SpeedKingz / shutterstock.com
SpeedKingz / shutterstock.com

It’s safe to say that liberalism has been a disaster for American education. Setting aside teaching “the basics” and instead allowing teachers to talk about their weird love lives to small children isn’t doing the country any favors. Some states are slowly coming to this realization as they discard 20th-century teaching fads that have failed kids. For example, poor states in the Deep South are suddenly posting some of the best literacy rates in the country.

Mississippi has long been at the very bottom of the 50 states when it comes to literacy. The excuse from the education establishment was that the kids there are poor. If we just threw more money at the schools, test scores and literacy would go up. How many decades have we been hearing that now?

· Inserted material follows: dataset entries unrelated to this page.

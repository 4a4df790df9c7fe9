//! Scale derivation and scale-degree labelling.
//!
//! Scales are derived from fixed semitone interval tables:
//!
//! - Major: `[0, 2, 4, 5, 7, 9, 11]`
//! - Natural minor: `[0, 2, 3, 5, 7, 8, 10]`

use crate::errors::TheoryError;
use crate::pitch::PitchClass;
use std::fmt;
use std::str::FromStr;

/// Major or natural minor mode.
#[derive(Clone, Copy, Debug, PartialEq, Eq, Hash)]
pub enum Mode {
    Major,
    Minor,
}

impl Mode {
    /// Semitone offsets of the 7 scale degrees from the tonic.
    pub fn intervals(self) -> &'static [i32; 7] {
        match self {
            Mode::Major => &[0, 2, 4, 5, 7, 9, 11],
            Mode::Minor => &[0, 2, 3, 5, 7, 8, 10],
        }
    }

    /// The parallel mode (same tonic, opposite quality).
    pub fn parallel(self) -> Mode {
        match self {
            Mode::Major => Mode::Minor,
            Mode::Minor => Mode::Major,
        }
    }
}

impl fmt::Display for Mode {
    fn fmt(&self, f: &mut fmt::Formatter<'_>) -> fmt::Result {
        match self {
            Mode::Major => f.write_str("major"),
            Mode::Minor => f.write_str("minor"),
        }
    }
}

impl FromStr for Mode {
    type Err = TheoryError;

    fn from_str(s: &str) -> Result<Self, Self::Err> {
        match s.to_ascii_lowercase().as_str() {
            "major" | "maj" => Ok(Mode::Major),
            "minor" | "min" => Ok(Mode::Minor),
            other => Err(TheoryError::InvalidMode(other.to_string())),
        }
    }
}

/// The 7 ordered scale notes for a tonic and mode.
pub fn scale_notes(tonic: PitchClass, mode: Mode) -> [PitchClass; 7] {
    let mut notes = [PitchClass::C; 7];
    for (slot, interval) in notes.iter_mut().zip(mode.intervals()) {
        *slot = tonic.transpose(*interval);
    }
    notes
}

/// Whether a note belongs to the given scale.
pub fn is_in_scale(note: PitchClass, scale: &[PitchClass; 7]) -> bool {
    scale.contains(&note)
}

/// Scale-degree label for a chromatic position relative to a key.
///
/// Diatonic notes yield "1".."7". Chromatic notes yield an accidental
/// label following standard conventions, e.g. in C major E♭ (position 3)
/// is "♭3" and in A minor G♯ (interval 11) is "7" (the leading tone).
pub fn scale_degree_label(chromatic_position: i32, tonic: PitchClass, mode: Mode) -> String {
    let interval = (chromatic_position - tonic.chromatic_index()).rem_euclid(12);
    let scale = mode.intervals();

    if let Some(degree) = scale.iter().position(|&i| i == interval) {
        return (degree + 1).to_string();
    }

    let chromatic = match mode {
        Mode::Major => match interval {
            1 => Some("♭2"),
            3 => Some("♭3"),
            6 => Some("♭5"),
            8 => Some("♭6"),
            10 => Some("♭7"),
            _ => None,
        },
        Mode::Minor => match interval {
            1 => Some("♭2"),
            4 => Some("3"),
            6 => Some("♭5"),
            9 => Some("6"),
            11 => Some("7"),
            _ => None,
        },
    };

    match chromatic {
        Some(label) => label.to_string(),
        None => format!("♯{}", nearest_lower_degree(interval, scale)),
    }
}

/// 1-based index of the closest diatonic degree below `interval`, or 1 if
/// none is lower.
fn nearest_lower_degree(interval: i32, scale: &[i32; 7]) -> usize {
    for (i, &step) in scale.iter().enumerate().rev() {
        if step < interval {
            return i + 1;
        }
    }
    1
}

#[cfg(test)]
mod tests {
    use super::*;
    use PitchClass::*;

    #[test]
    fn test_c_major_scale() {
        assert_eq!(scale_notes(C, Mode::Major), [C, D, E, F, G, A, B]);
    }

    #[test]
    fn test_a_minor_scale() {
        assert_eq!(scale_notes(A, Mode::Minor), [A, B, C, D, E, F, G]);
    }

    #[test]
    fn test_all_keys_have_seven_distinct_notes() {
        for tonic in PitchClass::ALL {
            for mode in [Mode::Major, Mode::Minor] {
                let scale = scale_notes(tonic, mode);
                for i in 0..7 {
                    for j in (i + 1)..7 {
                        assert_ne!(scale[i], scale[j], "{tonic} {mode}");
                    }
                }
                assert_eq!(scale[0], tonic);
            }
        }
    }

    #[test]
    fn test_is_in_scale() {
        let scale = scale_notes(C, Mode::Major);
        assert!(is_in_scale(E, &scale));
        assert!(!is_in_scale(Fs, &scale));
    }

    #[test]
    fn test_diatonic_degree_labels() {
        assert_eq!(scale_degree_label(0, C, Mode::Major), "1");
        assert_eq!(scale_degree_label(2, C, Mode::Major), "2");
        assert_eq!(scale_degree_label(11, C, Mode::Major), "7");
        // Relative to a non-C tonic
        assert_eq!(scale_degree_label(9, D, Mode::Major), "5");
    }

    #[test]
    fn test_chromatic_degree_labels_major() {
        assert_eq!(scale_degree_label(3, C, Mode::Major), "♭3");
        assert_eq!(scale_degree_label(6, C, Mode::Major), "♭5");
        assert_eq!(scale_degree_label(10, C, Mode::Major), "♭7");
    }

    #[test]
    fn test_chromatic_degree_labels_minor() {
        // In A minor: C# is the raised 3rd, G# the leading tone
        assert_eq!(scale_degree_label(1, A, Mode::Minor), "3");
        assert_eq!(scale_degree_label(8, A, Mode::Minor), "7");
        assert_eq!(scale_degree_label(10, A, Mode::Minor), "♭2");
    }

    #[test]
    fn test_nearest_lower_degree_fallback() {
        assert_eq!(nearest_lower_degree(6, Mode::Major.intervals()), 4);
        assert_eq!(nearest_lower_degree(0, Mode::Major.intervals()), 1);
    }
}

In 2013, Mississippi ranked 49th in literacy in America. But suddenly, in 2022, Mississippi ranked 21st in the country when it comes to literacy. How’d they do that?

Mississippi passed a law that schools there have to go back to a phonics-based system of teaching kids how to read. The “whole language” approach adopted as a mid-20th century fad clearly didn’t work. Many high schools in Chicago now have graduating classes where not a single student can read at a 5th-grade level.

In Mississippi, Louisiana, and Alabama, their literacy rates are growing steadily because they’ve gone back to teaching reading through phonics. Kelly Butler, the CEO of the Barksdale Institute in Mississippi, says, “We know how to teach reading. We just have to do it everywhere.” The Barksdale Institute works to instate phonics and change literacy policy in failing schools.

It’s clear from decades of real-world evidence that phonics works, while whole-language and other fads are dismal failures. It’s time to get politics out of education and just get back to the basics. The “Mississippi Miracle” proves that.